MATERIALS AND METHODS
The protocol for the study received prior approval by the Institutional Review Board. Written informed consent was obtained from each subject.
Fifty-four patients were clinically diagnosed with typical or atypical AD (i.e., the logopenic variant of primary progressive aphasia or the behavioral variant of AD) or a variant of FTLD at the interdisciplinary center for memory disorders of the University Hospital Cologne and the Department of Psychiatry, University Hospital Bonn. The diagnosis was supported by the diagnostic 18F-FDG and amyloid PET imaging results and by the results of cerebrospinal fluid (CSF) analysis measuring amyloid and tau protein concentration. Amyloid and 18F-flortaucipir PET scans were unanimously visually classified as positive or negative by 3 experienced raters. In 13 cases (FTLD, 7; AD, 4; atypical AD, 2), CSF amyloid information but no amyloid PET data was available. The cutoff for amyloid positivity was a CSF amyloid-β 1-42 concentration of 650 pg/mL. The patient characteristics are listed in Table 1.
Patient Characteristics
The patients underwent 18F-flortaucipir (n = 54) and 18F-FDG PET (n = 51) imaging. All scans were performed at the Department of Nuclear Medicine, University Hospital Cologne, with a Biograph mCT Flow 128 Edge scanner (Siemens). A low-dose CT scan was performed for attenuation correction before the PET acquisition. All PET scans were iteratively reconstructed using a 3‐dimensional ordered-subsets expectation maximization algorithm (4 iterations, 12 subsets, gaussian filter of 5 mm in full width at half maximum, 400 × 400 matrix, and slice thickness of 3 mm). For 18F-FDG PET, a 10-min acquisition was performed 30 min after injection of 200 MBq of 18F-FDG. 18F-flortaucipir PET was acquired for 15 min, 90 min after injection of 250 MBq of 18F-flortaucipir.

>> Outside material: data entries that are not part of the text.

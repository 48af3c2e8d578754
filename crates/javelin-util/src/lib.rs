//! Shared utilities for the javelin dependency tool.
//!
//! This crate provides the cross-cutting concerns used by all other javelin
//! crates: error types and small filesystem helpers.

pub mod errors;
pub mod fs;

use std::path::{Path, PathBuf};

/// Returns the path to the javelin data directory (`~/.javelin/`).
pub fn dirs_path() -> PathBuf {
    let home = std::env::var("HOME")
        .or_else(|_| std::env::var("USERPROFILE"))
        .unwrap_or_else(|_| ".".to_string());
    Path::new(&home).join(".javelin")
}
//! Deps-map merging and alias composition.
//!
//! `merge_deps_maps` folds several deps maps left to right with one level of
//! map-merge; `combine_aliases` folds named aliases with per-key rules
//! (map-merge for dep maps, ordered concat for paths and jvm-opts,
//! last-non-nil for main-opts).

use std::collections::BTreeMap;

use javelin_util::errors::{JavelinError, JavelinResult};

use crate::manifest::{AliasArgs, AliasValue, DepsMap, PathRef};

/// Merge deps maps left to right. At each top-level key, map values merge
/// key-by-key with the right side winning; non-map values are replaced
/// wholesale by the right side.
pub fn merge_deps_maps<'a>(edns: impl IntoIterator<Item = &'a DepsMap>) -> DepsMap {
    let mut merged = DepsMap::default();
    for edn in edns {
        merged.deps.extend(edn.deps.clone());
        if !edn.paths.is_empty() {
            merged.paths = edn.paths.clone();
        }
        merged.aliases.extend(edn.aliases.clone());
        merged.mvn_repos.extend(edn.mvn_repos.clone());
        for (key, value) in &edn.extra {
            match (merged.extra.get_mut(key), value) {
                (Some(toml::Value::Table(left)), toml::Value::Table(right)) => {
                    left.extend(right.clone());
                }
                _ => {
                    merged.extra.insert(key.clone(), value.clone());
                }
            }
        }
    }
    merged
}

/// Combine the named argument-map aliases of `edn` into a single `AliasArgs`.
///
/// Per-key rules:
/// - `deps`, `extra-deps`, `override-deps`, `default-deps`,
///   `classpath-overrides`: map-merge, right wins key-by-key
/// - `paths`, `extra-paths`: ordered concat, de-duplicated keeping the first
///   occurrence
/// - `jvm-opts`: ordered concat
/// - `main-opts`: last non-nil wins
///
/// Naming a missing alias, or a path alias, is an error.
pub fn combine_aliases(edn: &DepsMap, alias_names: &[&str]) -> JavelinResult<AliasArgs> {
    let mut combined = AliasArgs::default();
    for name in alias_names {
        let alias = edn.aliases.get(*name).ok_or_else(|| JavelinError::Input {
            message: format!("unknown alias: :{name}"),
        })?;
        let args = match alias {
            AliasValue::Args(args) => args,
            AliasValue::Paths(_) => {
                return Err(JavelinError::Input {
                    message: format!(
                        ":{name} is a path alias and cannot be combined as an argument map"
                    ),
                }
                .into())
            }
        };
        combined.deps.extend(args.deps.clone());
        combined.extra_deps.extend(args.extra_deps.clone());
        combined.override_deps.extend(args.override_deps.clone());
        combined.default_deps.extend(args.default_deps.clone());
        combined
            .classpath_overrides
            .extend(args.classpath_overrides.clone());
        concat_dedup(&mut combined.paths, &args.paths);
        concat_dedup(&mut combined.extra_paths, &args.extra_paths);
        combined.jvm_opts.extend(args.jvm_opts.iter().cloned());
        if args.main_opts.is_some() {
            combined.main_opts = args.main_opts.clone();
        }
    }
    Ok(combined)
}

/// Seed deps for expansion: the project `deps` with combined alias `deps`
/// merged over them (right wins key-by-key).
pub fn effective_deps(edn: &DepsMap, combined: &AliasArgs) -> BTreeMap<crate::Lib, crate::CoordSpec> {
    let mut deps = edn.deps.clone();
    deps.extend(combined.deps.clone());
    deps
}

fn concat_dedup(target: &mut Vec<PathRef>, additions: &[PathRef]) {
    for p in additions {
        if !target.contains(p) {
            target.push(p.clone());
        }
    }
}

#[cfg(test)]
mod tests {
    use super::*;
    use crate::coord::CoordSpec;
    use crate::library::Lib;

    fn edn_with_aliases(source: &str) -> DepsMap {
        DepsMap::parse_toml(source).unwrap()
    }

    #[test]
    fn merge_right_wins_per_dep() {
        let base = edn_with_aliases(
            r#"
paths = ["src"]
[deps]
"a/a" = "1.0"
"b/b" = "1.0"
"#,
        );
        let user = edn_with_aliases(
            r#"
[deps]
"b/b" = "2.0"
"#,
        );
        let merged = merge_deps_maps([&base, &user]);
        assert_eq!(
            merged.deps.get(&Lib::new("b", "b")),
            Some(&CoordSpec::Version("2.0".into()))
        );
        assert_eq!(
            merged.deps.get(&Lib::new("a", "a")),
            Some(&CoordSpec::Version("1.0".into()))
        );
        // paths is not a map: left value survives only because right has none
        assert_eq!(merged.paths.len(), 1);
    }

    #[test]
    fn merge_non_map_right_replaces() {
        let left = edn_with_aliases(r#"paths = ["src"]"#);
        let right = edn_with_aliases(r#"paths = ["source"]"#);
        let merged = merge_deps_maps([&left, &right]);
        assert_eq!(merged.paths, vec![PathRef::dir("source")]);
    }

    #[test]
    fn merge_aliases_replace_whole_alias() {
        let left = edn_with_aliases(
            r#"
[aliases.test]
extra-paths = ["test"]
jvm-opts = ["-Xmx1g"]
"#,
        );
        let right = edn_with_aliases(
            r#"
[aliases.test]
extra-paths = ["itest"]
"#,
        );
        let merged = merge_deps_maps([&left, &right]);
        match merged.aliases.get("test") {
            Some(AliasValue::Args(args)) => {
                assert_eq!(args.extra_paths, vec![PathRef::dir("itest")]);
                assert!(args.jvm_opts.is_empty());
            }
            other => panic!("expected args alias, got {other:?}"),
        }
    }

    #[test]
    fn combine_map_keys_right_wins() {
        let edn = edn_with_aliases(
            r#"
[aliases.a.extra-deps]
"x/x" = "1.0"
"y/y" = "1.0"
[aliases.b.extra-deps]
"y/y" = "2.0"
"#,
        );
        let combined = combine_aliases(&edn, &["a", "b"]).unwrap();
        assert_eq!(
            combined.extra_deps.get(&Lib::new("y", "y")),
            Some(&CoordSpec::Version("2.0".into()))
        );
        assert_eq!(
            combined.extra_deps.get(&Lib::new("x", "x")),
            Some(&CoordSpec::Version("1.0".into()))
        );
    }

    #[test]
    fn combine_paths_concat_dedup() {
        let edn = edn_with_aliases(
            r#"
[aliases.a]
paths = ["src", "shared"]
[aliases.b]
paths = ["shared", "gen"]
"#,
        );
        let combined = combine_aliases(&edn, &["a", "b"]).unwrap();
        assert_eq!(
            combined.paths,
            vec![PathRef::dir("src"), PathRef::dir("shared"), PathRef::dir("gen")]
        );
    }

    #[test]
    fn combine_jvm_opts_concat_keeps_duplicates() {
        let edn = edn_with_aliases(
            r#"
[aliases.a]
jvm-opts = ["-ea"]
[aliases.b]
jvm-opts = ["-ea", "-Xmx2g"]
"#,
        );
        let combined = combine_aliases(&edn, &["a", "b"]).unwrap();
        assert_eq!(combined.jvm_opts, vec!["-ea", "-ea", "-Xmx2g"]);
    }

    #[test]
    fn combine_main_opts_last_non_nil() {
        let edn = edn_with_aliases(
            r#"
[aliases.a]
main-opts = ["-m", "app.core"]
[aliases.b]
jvm-opts = ["-ea"]
"#,
        );
        let combined = combine_aliases(&edn, &["a", "b"]).unwrap();
        assert_eq!(
            combined.main_opts,
            Some(vec!["-m".to_string(), "app.core".to_string()])
        );

        let combined = combine_aliases(&edn, &["b", "a"]).unwrap();
        assert_eq!(
            combined.main_opts,
            Some(vec!["-m".to_string(), "app.core".to_string()])
        );
    }

    #[test]
    fn combine_unknown_alias_is_fatal() {
        let edn = edn_with_aliases("[deps]");
        assert!(combine_aliases(&edn, &["nope"]).is_err());
    }

    #[test]
    fn combine_path_alias_is_fatal() {
        let edn = edn_with_aliases(
            r#"
[aliases]
clj-paths = ["src/clj"]
"#,
        );
        assert!(combine_aliases(&edn, &["clj-paths"]).is_err());
    }

    #[test]
    fn effective_deps_alias_deps_win() {
        let edn = edn_with_aliases(
            r#"
[deps]
"a/a" = "1.0"
[aliases.pin.deps]
"a/a" = "2.0"
"#,
        );
        let combined = combine_aliases(&edn, &["pin"]).unwrap();
        let deps = effective_deps(&edn, &combined);
        assert_eq!(
            deps.get(&Lib::new("a", "a")),
            Some(&CoordSpec::Version("2.0".into()))
        );
    }
}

All scans were processed using Statistical Parametric Mapping (SPM), version 12. PET images were registered with their corresponding attenuation-correction CT images, which were spatially normalized to the Neuro Imaging Tools and Resources Collaboratory CT template (https://www.nitrc.org/projects/clinicaltbx/). Normalization parameters were subsequently applied to the PET images. All calculations were performed in template-derived Montreal Neurological Institute 152 anatomic space. SUV ratio (SUVR) images were calculated using in-house scripts in MATLAB, version R2016a (MathWorks), using the cerebellar GM of the Hammersmith n30r83 atlas (17) as a reference region. The MRI scans were performed in the routine clinical workup of the dementia syndromes, and major vascular components were excluded before the patients were referred to the nuclear medicine department for PET imaging. However, these scans were not acquired according to a standardized protocol and therefore could not be used for image preprocessing.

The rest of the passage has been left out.